The correlation of events is defined in software by the physicist using the spatial and temporal constraints determined by the experiment being performed. This correlation can be as simple or as complex as the user decides, a simple example would be to start with the identification of recoils then to look back in time using a window centered on the time of flight of the recoils, for the gamma rays detected during that window. A more complex example would add in correlations between the decays of the implanted recoils before the data were stored.

The front end electronics (CFD's and shaping amplifiers) comprises commercial NIM/CAMAC units. The timestamping ADC card is a new design in VXI-D format, offering 32 independent channels (14 bits with sliding scale correction) and a pattern register. The ADC conversion and readout time is less than the shaping amplifiers busy period, so the only counting losses will be those due to pileup in the detector.
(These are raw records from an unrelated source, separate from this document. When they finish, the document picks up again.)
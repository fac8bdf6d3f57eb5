//! Static table of declared override variations, keyed by configuration
//! filename. Literal in-process data; unknown keys yield no declared
//! variations rather than an error.

use once_cell::sync::Lazy;
use std::collections::HashMap;

use traintest_model::OverrideDefinitions;

/// Checkpoint folder shared by the save/resume stages of the checkpoint
/// flavor. Reused across stages by design so the resume stage can pick up
/// the artifacts the save stage wrote.
pub const TEST_CHECKPOINT_DIR: &str = "./test_runner_checkpoint";

fn stage(tokens: &[&str]) -> Vec<String> {
    tokens.iter().map(std::string::ToString::to_string).collect()
}

static FLAVORS: Lazy<HashMap<&'static str, Vec<OverrideDefinitions>>> = Lazy::new(|| {
    let mut table = HashMap::new();
    table.insert(
        "debug_model.toml",
        vec![
            OverrideDefinitions::new("1D compile", vec![stage(&["--training.compile"])]),
            OverrideDefinitions::new(
                "Eager mode 2DParallel",
                vec![stage(&[
                    "--training.tensor_parallel_degree",
                    "2",
                    "--model.norm_type=rmsnorm",
                ])],
            ),
            OverrideDefinitions::new(
                "Checkpoint Integration Test",
                vec![
                    stage(&["--checkpoint.folder", TEST_CHECKPOINT_DIR]),
                    stage(&[
                        "--checkpoint.folder",
                        TEST_CHECKPOINT_DIR,
                        "--training.steps",
                        "20",
                    ]),
                ],
            ),
        ],
    );
    table
});

/// All definitions to run for one configuration file: the base no-override
/// case first, then the declared variations in declared order.
#[must_use]
pub fn flavors_for(config_file: &str) -> Vec<OverrideDefinitions> {
    let mut defs = vec![OverrideDefinitions::default()];
    if let Some(declared) = FLAVORS.get(config_file) {
        defs.extend(declared.iter().cloned());
    }
    defs
}
//! Layers command - print the build order of a description

use crate::config::{self, ProjectOverrides};
use anyhow::{Context, Result};
use regen_build::Builder;
use std::path::PathBuf;

/// Layers command arguments
#[derive(Debug, Default)]
pub struct LayersArgs {
    pub makefile: PathBuf,
    pub overrides: ProjectOverrides,
    /// JSON output
    pub json: bool,
}

/// Print one line per layer, names separated by spaces
pub fn run(args: LayersArgs) -> Result<()> {
    let build_config = config::build_config(&args.overrides)?;
    let makefile = config::absolute(&args.makefile)?;

    let builder = Builder::new(build_config);
    let (_, layers) = builder
        .load_graph(&makefile)
        .with_context(|| format!("Failed to read {}", makefile.display()))?;

    if args.json {
        println!("{}", serde_json::to_string_pretty(&layers)?);
    } else {
        for layer in &layers {
            println!("{}", layer.join(" "));
        }
    }

    Ok(())
}
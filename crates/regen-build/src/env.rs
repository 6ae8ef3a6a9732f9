//! Immutable environment snapshot shared by the description parser and tool invocations

use std::collections::BTreeMap;

/// Variable name the description files use to recurse into make.
/// It is bound to itself so delegating commands stay recognizable.
pub const MAKE_VAR: &str = "MAKE";

/// A read-only snapshot of environment variables
///
/// Built once per run and shared by reference; nothing mutates it after
/// construction, and the process environment is never modified.
#[derive(Debug, Clone, Default, PartialEq, Eq)]
pub struct Environment {
    vars: BTreeMap<String, String>,
}

impl Environment {
    /// Create an empty environment
    pub fn new() -> Self {
        Self::default()
    }

    /// Snapshot the current process environment
    pub fn from_process() -> Self {
        Self {
            vars: std::env::vars().collect(),
        }
    }

    /// Set a variable, replacing any previous value
    pub fn with_var(mut self, name: impl Into<String>, value: impl Into<String>) -> Self {
        self.vars.insert(name.into(), value.into());
        self
    }

    /// Overlay several variables
    pub fn with_vars<I, K, V>(mut self, vars: I) -> Self
    where
        I: IntoIterator<Item = (K, V)>,
        K: Into<String>,
        V: Into<String>,
    {
        self.vars
            .extend(vars.into_iter().map(|(k, v)| (k.into(), v.into())));
        self
    }

    /// Look up a variable
    pub fn get(&self, name: &str) -> Option<&str> {
        self.vars.get(name).map(String::as_str)
    }

    /// Iterate over all variables in name order
    pub fn iter(&self) -> impl Iterator<Item = (&str, &str)> {
        self.vars.iter().map(|(k, v)| (k.as_str(), v.as_str()))
    }

    pub fn len(&self) -> usize {
        self.vars.len()
    }

    pub fn is_empty(&self) -> bool {
        self.vars.is_empty()
    }
}

#[cfg(test)]
mod tests {
    use super::*;

    #[test]
    fn test_with_var_replaces_process_value() {
        let env = Environment::new()
            .with_var(MAKE_VAR, "gmake")
            .with_var(MAKE_VAR, MAKE_VAR);
        assert_eq!(env.get(MAKE_VAR), Some("MAKE"));
        assert!(!env.is_empty());
    }

    #[test]
    fn test_with_vars_overrides() {
        let env = Environment::new()
            .with_var("A", "1")
            .with_vars([("A", "2"), ("B", "3")]);
        assert_eq!(env.get("A"), Some("2"));
        assert_eq!(env.len(), 2);
        assert_eq!(env.iter().next(), Some(("A", "2")));
    }
}
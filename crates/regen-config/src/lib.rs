//! regen configuration system
//!
//! Provides configuration management for regen projects:
//! - Project configuration (regen.toml)
//! - Environment variable overrides (REGEN_*)
//!
//! # Configuration Hierarchy
//!
//! Configuration is loaded and merged in the following order (later overrides earlier):
//! 1. Built-in defaults
//! 2. Project config (./regen.toml, searched upwards)
//! 3. Environment variables (REGEN_*)
//! 4. CLI flags (handled by the caller)
//!
//! # Example
//!
//! ```no_run
//! use regen_config::ConfigLoader;
//! use std::path::Path;
//!
//! let loader = ConfigLoader::new();
//! let config = loader.load_from_directory(Path::new(".")).unwrap();
//! println!("jobs: {}", config.jobs());
//! ```

pub mod loader;
pub mod project;

use std::path::PathBuf;
use thiserror::Error;

/// Name of the project configuration file
pub const CONFIG_FILE_NAME: &str = "regen.toml";

/// Configuration errors
#[derive(Error, Debug)]
pub enum ConfigError {
    #[error("Configuration file not found: {0}")]
    NotFound(PathBuf),

    #[error("Failed to read configuration file: {0}")]
    IoError(#[from] std::io::Error),

    #[error("Invalid TOML syntax in {file}: {error}")]
    TomlParseError {
        file: PathBuf,
        error: toml::de::Error,
    },

    #[error("Invalid value for '{field}': {reason}")]
    InvalidValue { field: String, reason: String },

    #[error("Invalid value for environment variable {var}: {reason}")]
    InvalidEnv { var: String, reason: String },
}

/// Result type for configuration operations
pub type ConfigResult<T> = Result<T, ConfigError>;

// Re-export main types
pub use loader::{Config, ConfigLoader};
pub use project::{BuildSettings, PathsConfig, ProjectConfig, ToolsConfig, TOOL_NAMES};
The timestamping requires the distrubution and synchronisation of a 100MHz clock. The clock distrubution takes advantage of the facilities built in to D-size VXI viz. a 100MHz clock, ClockSynch signal (to select one edge of the clock) and two star lines which arrive at each slot within a crate with less than 2ns skew. A module known as the Metronome controls the clock distrubution and maintains synchronisation of all the timestamps.

The pattern register unit (VME) implements 64 input channels as four groups. Each group has a gate input associated with it. The pattern unit is connected to the global timing metronome module and, via a SHARC link to the event builder. The pattern unit groups operate in one of three modes:

  1. Bit change during the gate, timestamped at the start of the gate.
  2. Bit change during the gate, time stamped on occurance.
  3. Pattern at leading edge of gate, time stamped on the leading edge of the gate.
The pattern unit may also be used to record information from which elements of the BGO shields were hit during an event.

Data collected in the ADC cards are timestamped using the start of their corresponding ADC gate input. The resulting data words are tagged with an address to identify which detector they come from and which signal they represent within that detector. The data items are then sent via point to point serial links (SHARC DSP links) into VME cards where SHARC DSP's recieve and buffer the information ready for processing. Processed data are sent to tape for storage using one or more data streams, where each data stream corresponds to one class of reconstructed event. In a typical RDT experiment there could be three streams:

  1. Recoil-gamma data.
  2. Decay of implanted nuclei.
  3. Correlation between 1 and 2.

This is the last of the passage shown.